Alla messa a punto di una nuova “Agenda rurale” è stato dedicato in particolare il primo panel del seminario, che focalizza l’attenzione su nuove pratiche artistiche ecosostenibili in cui l’interesse per il mondo rurale si coniuga spesso con l’attivismo politico, in una prospettiva agro-ecologica. Come sappiamo l’agroecologia parte dal recupero di esperienze di agricoltura tradizionale che hanno mostrato la capacità di mantenere integri gli ecosistemi, denunciando i limiti e le responsabilità del modello agricolo industriale negli squilibri ambientali del pianeta. Il processo di ri-contadinizzazione in corso in diverse aree del pianeta (si pensi ai nuovi movimenti contadini in Africa, Asia o America Latina) esprime l’esigenza di riappropriazione del processo produttivo da parte dei suoi protagonisti. Ciò sta portando alla “riscoperta” e riabilitazione di conoscenze contadine che per decenni sono rimaste marginali. Di fronte alla crisi ecologica in atto, la cultura rurale può insegnare come adattarsi a un luogo, e porre le basi per la costruzione di “economie morali” di tipo nuovo, basate su reazioni sociali solidali e su un rapporto di cooperazione piuttosto che di mera appropriazione. A queste esperienze partecipano negli ultimi anni molti artisti che con le loro pratiche portano avanti sui diversi territori esperimenti di produzione agricola basati sull’auto-sostenibilità e capaci spesso di generare economie alternative. Portatori di un pensiero ecologico che va declinato al plurale: in senso non solo ambientale, ma anche psicologico e sociale, come chiave di approccio alla complessità del reale.
Ciò tira in ballo concezioni più generali dell’economia, della società e del rapporto tra l’uomo e il resto della natura. A questo si collega il tema del secondo panel, “Politiche dell’abbandono”. Anche in questo caso l’abbandono va interpretato non tanto in senso letterale (con riferimento ad esempio all’emergenza diffusa dell’abbandono delle terre), bensì in modo figurato: come “abbandono” appunto dell’idea classica di controllo sulla natura, che parte dal riconoscimento della mutua interdipendenza tra ecosistemi.
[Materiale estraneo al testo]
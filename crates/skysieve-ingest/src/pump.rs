//! The pipeline drive loop.
//!
//! One event at a time: pull the next envelope from the source, filter it
//! into a write-set, apply the write-set (with bounded retry), then advance
//! the persisted cursor. The cursor only moves after a successful apply, so
//! a crash or exhausted retry replays the event on restart — safe, because
//! the store's deletes and upserts are idempotent.

use std::sync::Arc;
use std::sync::atomic::{AtomicBool, Ordering};
use std::time::Duration;

use metrics::{counter, gauge};
use skysieve_core::WriteSet;

use crate::error::Result;
use crate::filter::EventFilter;
use crate::resolve::DidResolver;
use crate::source::CommitSource;
use crate::store::PostStore;

/// Pump configuration.
#[derive(Debug, Clone)]
pub struct PumpConfig {
    /// Write-set application attempts before the event fails.
    pub store_retry_attempts: u32,

    /// Backoff before the first retry; doubles per attempt.
    pub store_retry_backoff: Duration,
}

impl Default for PumpConfig {
    fn default() -> Self {
        Self {
            store_retry_attempts: 3,
            store_retry_backoff: Duration::from_millis(250),
        }
    }
}

/// Statistics from a pump run.
#[derive(Debug, Clone, Copy, Default)]
pub struct PumpStats {
    /// Events pulled from the source.
    pub events_processed: u64,

    /// Rows handed to the store for insertion.
    pub posts_upserted: u64,

    /// Deletions handed to the store.
    pub posts_deleted: u64,
}

/// Drives the source → filter → store loop.
pub struct StreamPump<R> {
    filter: EventFilter<R>,
    store: Arc<PostStore>,
    config: PumpConfig,
    running: Arc<AtomicBool>,
}

impl<R: DidResolver + 'static> StreamPump<R> {
    /// Create a pump. Clearing `running` stops the loop after the in-flight
    /// event completes.
    pub fn new(
        filter: EventFilter<R>,
        store: Arc<PostStore>,
        config: PumpConfig,
        running: Arc<AtomicBool>,
    ) -> Self {
        Self {
            filter,
            store,
            config,
            running,
        }
    }

    /// Run until the source ends, the running flag clears, or a write-set
    /// exhausts its retries.
    ///
    /// On a retry-exhausted store failure the error is returned WITHOUT
    /// advancing the cursor: the failed event replays on restart.
    pub async fn run<S: CommitSource>(&self, source: &mut S) -> Result<PumpStats> {
        let mut stats = PumpStats::default();
        tracing::info!(source = source.name(), "pump started");

        while self.running.load(Ordering::SeqCst) {
            let Some(envelope) = source.next_event().await? else {
                tracing::info!(source = source.name(), "source exhausted");
                break;
            };
            counter!("ingest_events_total").increment(1);

            let write_set = self.filter.process(&envelope.event).await;
            if !write_set.is_empty() {
                self.apply_with_retry(&write_set).await?;
                stats.posts_upserted += write_set.to_upsert.len() as u64;
                stats.posts_deleted += write_set.to_delete.len() as u64;
            }

            self.store.set_cursor(envelope.cursor)?;
            gauge!("ingest_cursor").set(envelope.cursor as f64);

            stats.events_processed += 1;
            if stats.events_processed.is_multiple_of(1000) {
                gauge!("identity_cache_entries").set(self.filter.cached_verdicts().await as f64);
            }
        }

        gauge!("identity_cache_entries").set(self.filter.cached_verdicts().await as f64);
        Ok(stats)
    }

    async fn apply_with_retry(&self, write_set: &WriteSet) -> Result<()> {
        let mut backoff = self.config.store_retry_backoff;
        let mut attempt = 1u32;

        loop {
            match self.store.apply(write_set) {
                Ok(()) => return Ok(()),
                Err(e) if attempt < self.config.store_retry_attempts => {
                    tracing::warn!(
                        attempt,
                        error = %e,
                        "write-set apply failed, retrying"
                    );
                    counter!("store_apply_retries_total").increment(1);
                    tokio::time::sleep(backoff).await;
                    backoff *= 2;
                    attempt += 1;
                }
                Err(e) => {
                    tracing::error!(
                        attempts = attempt,
                        error = %e,
                        "write-set apply failed, giving up without advancing cursor"
                    );
                    return Err(e);
                }
            }
        }
    }
}

#[cfg(test)]
mod tests {
    use super::*;
    use crate::cache::CacheConfig;
    use crate::filter::FilterConfig;
    use crate::policy::{PolicyConfig, PostPolicy};
    use crate::resolve::{DidDocument, ResolveError};
    use crate::source::SourceStats;
    use chrono::{TimeDelta, Utc};
    use skysieve_core::{CommitEnvelope, CommitEvent, CreateOp, PostOp};
    use std::collections::VecDeque;

    struct StaticResolver;

    impl DidResolver for StaticResolver {
        async fn resolve(&self, did: &str) -> std::result::Result<DidDocument, ResolveError> {
            match did {
                "did:plc:custom" => Ok(DidDocument {
                    also_known_as: vec!["at://alice.example.com".to_string()],
                }),
                "did:plc:default" => Ok(DidDocument {
                    also_known_as: vec!["at://bob.bsky.social".to_string()],
                }),
                _ => Err(ResolveError::NotFound {
                    did: did.to_string(),
                }),
            }
        }
    }

    /// Source that drains a fixed queue of envelopes, then ends.
    struct QueueSource {
        queue: VecDeque<CommitEnvelope>,
        stats: SourceStats,
    }

    impl QueueSource {
        fn new(envelopes: Vec<CommitEnvelope>) -> Self {
            Self {
                queue: envelopes.into(),
                stats: SourceStats::default(),
            }
        }
    }

    impl CommitSource for QueueSource {
        fn name(&self) -> &'static str {
            "queue"
        }

        async fn next_event(&mut self) -> Result<Option<CommitEnvelope>> {
            let envelope = self.queue.pop_front();
            if envelope.is_some() {
                self.stats.total_frames += 1;
                self.stats.decoded_events += 1;
            }
            Ok(envelope)
        }

        fn stats(&self) -> SourceStats {
            self.stats
        }
    }

    fn pump() -> (StreamPump<StaticResolver>, Arc<PostStore>) {
        let filter = EventFilter::new(
            PostPolicy::new(PolicyConfig::default()),
            Arc::new(StaticResolver),
            CacheConfig::default(),
            FilterConfig::default(),
        );
        let store = Arc::new(PostStore::open_in_memory().unwrap());
        let pump = StreamPump::new(
            filter,
            Arc::clone(&store),
            PumpConfig::default(),
            Arc::new(AtomicBool::new(true)),
        );
        (pump, store)
    }

    fn create_envelope(cursor: u64, did: &str, rkey: &str) -> CommitEnvelope {
        let uri = format!("at://{did}/app.bsky.feed.post/{rkey}");
        CommitEnvelope {
            event: CommitEvent {
                repo: did.to_string(),
                ops: vec![PostOp::Create(CreateOp {
                    uri: uri.clone(),
                    cid: format!("cid-{rkey}"),
                    author_did: did.to_string(),
                    created_at: Utc::now() - TimeDelta::minutes(1),
                    is_reply: false,
                })],
            },
            cursor,
        }
    }

    fn delete_envelope(cursor: u64, did: &str, rkey: &str) -> CommitEnvelope {
        CommitEnvelope {
            event: CommitEvent {
                repo: did.to_string(),
                ops: vec![PostOp::Delete {
                    uri: format!("at://{did}/app.bsky.feed.post/{rkey}"),
                }],
            },
            cursor,
        }
    }

    // =========================================================================
    // End-to-end pump runs
    // =========================================================================

    #[tokio::test]
    async fn test_accepted_posts_indexed_and_cursor_advanced() {
        let (pump, store) = pump();
        let mut source = QueueSource::new(vec![
            create_envelope(10, "did:plc:custom", "1"),
            create_envelope(20, "did:plc:default", "1"),
            create_envelope(30, "did:plc:custom", "2"),
        ]);

        let stats = pump.run(&mut source).await.unwrap();

        assert_eq!(stats.events_processed, 3);
        assert_eq!(stats.posts_upserted, 2);
        assert_eq!(store.post_count().unwrap(), 2);
        assert!(
            store
                .get_post("at://did:plc:custom/app.bsky.feed.post/1")
                .unwrap()
                .is_some()
        );
        // Denied author's post is absent
        assert!(
            store
                .get_post("at://did:plc:default/app.bsky.feed.post/1")
                .unwrap()
                .is_none()
        );
        // Cursor reflects the last event even though it produced no writes
        assert_eq!(store.cursor().unwrap(), Some(30));
    }

    #[tokio::test]
    async fn test_cursor_advances_past_rejected_events() {
        let (pump, store) = pump();
        let mut source = QueueSource::new(vec![create_envelope(42, "did:plc:default", "1")]);

        pump.run(&mut source).await.unwrap();

        assert_eq!(store.post_count().unwrap(), 0);
        assert_eq!(store.cursor().unwrap(), Some(42));
    }

    #[tokio::test]
    async fn test_delete_then_later_event_removes_row() {
        let (pump, store) = pump();
        let mut source = QueueSource::new(vec![
            create_envelope(1, "did:plc:custom", "1"),
            delete_envelope(2, "did:plc:custom", "1"),
        ]);

        let stats = pump.run(&mut source).await.unwrap();

        assert_eq!(stats.posts_deleted, 1);
        assert_eq!(store.post_count().unwrap(), 0);
    }

    #[tokio::test]
    async fn test_replayed_events_are_idempotent() {
        let (pump, store) = pump();

        let mut first = QueueSource::new(vec![create_envelope(1, "did:plc:custom", "1")]);
        pump.run(&mut first).await.unwrap();

        // The same event delivered again (e.g. restart before cursor write)
        let mut replay = QueueSource::new(vec![create_envelope(1, "did:plc:custom", "1")]);
        pump.run(&mut replay).await.unwrap();

        assert_eq!(store.post_count().unwrap(), 1);
    }

    #[tokio::test]
    async fn test_stopped_pump_processes_nothing() {
        let filter = EventFilter::new(
            PostPolicy::new(PolicyConfig::default()),
            Arc::new(StaticResolver),
            CacheConfig::default(),
            FilterConfig::default(),
        );
        let store = Arc::new(PostStore::open_in_memory().unwrap());
        let pump = StreamPump::new(
            filter,
            Arc::clone(&store),
            PumpConfig::default(),
            Arc::new(AtomicBool::new(false)),
        );

        let mut source = QueueSource::new(vec![create_envelope(1, "did:plc:custom", "1")]);
        let stats = pump.run(&mut source).await.unwrap();

        assert_eq!(stats.events_processed, 0);
        assert_eq!(store.cursor().unwrap(), None);
    }
}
Percepire l’interdipendenza che lega tutti gli enti e le cose è ciò che il filosofo Timothy Morton definisce “pensiero ecologico”.
Come abbiamo visto da questi primi incontri, e come approfondiremo nel lungo percorso di Donnapaola Arts Farm, facendo luce sulle forme di interconnessione molti artisti stanno contribuendo a promuovere una serie di processi culturali e politici in grado di “ripensare collettivamente i fondamenti etici dell’esistenza” (K.Weir), intesa appunto come “coesistenza di tutte le forme di vita”.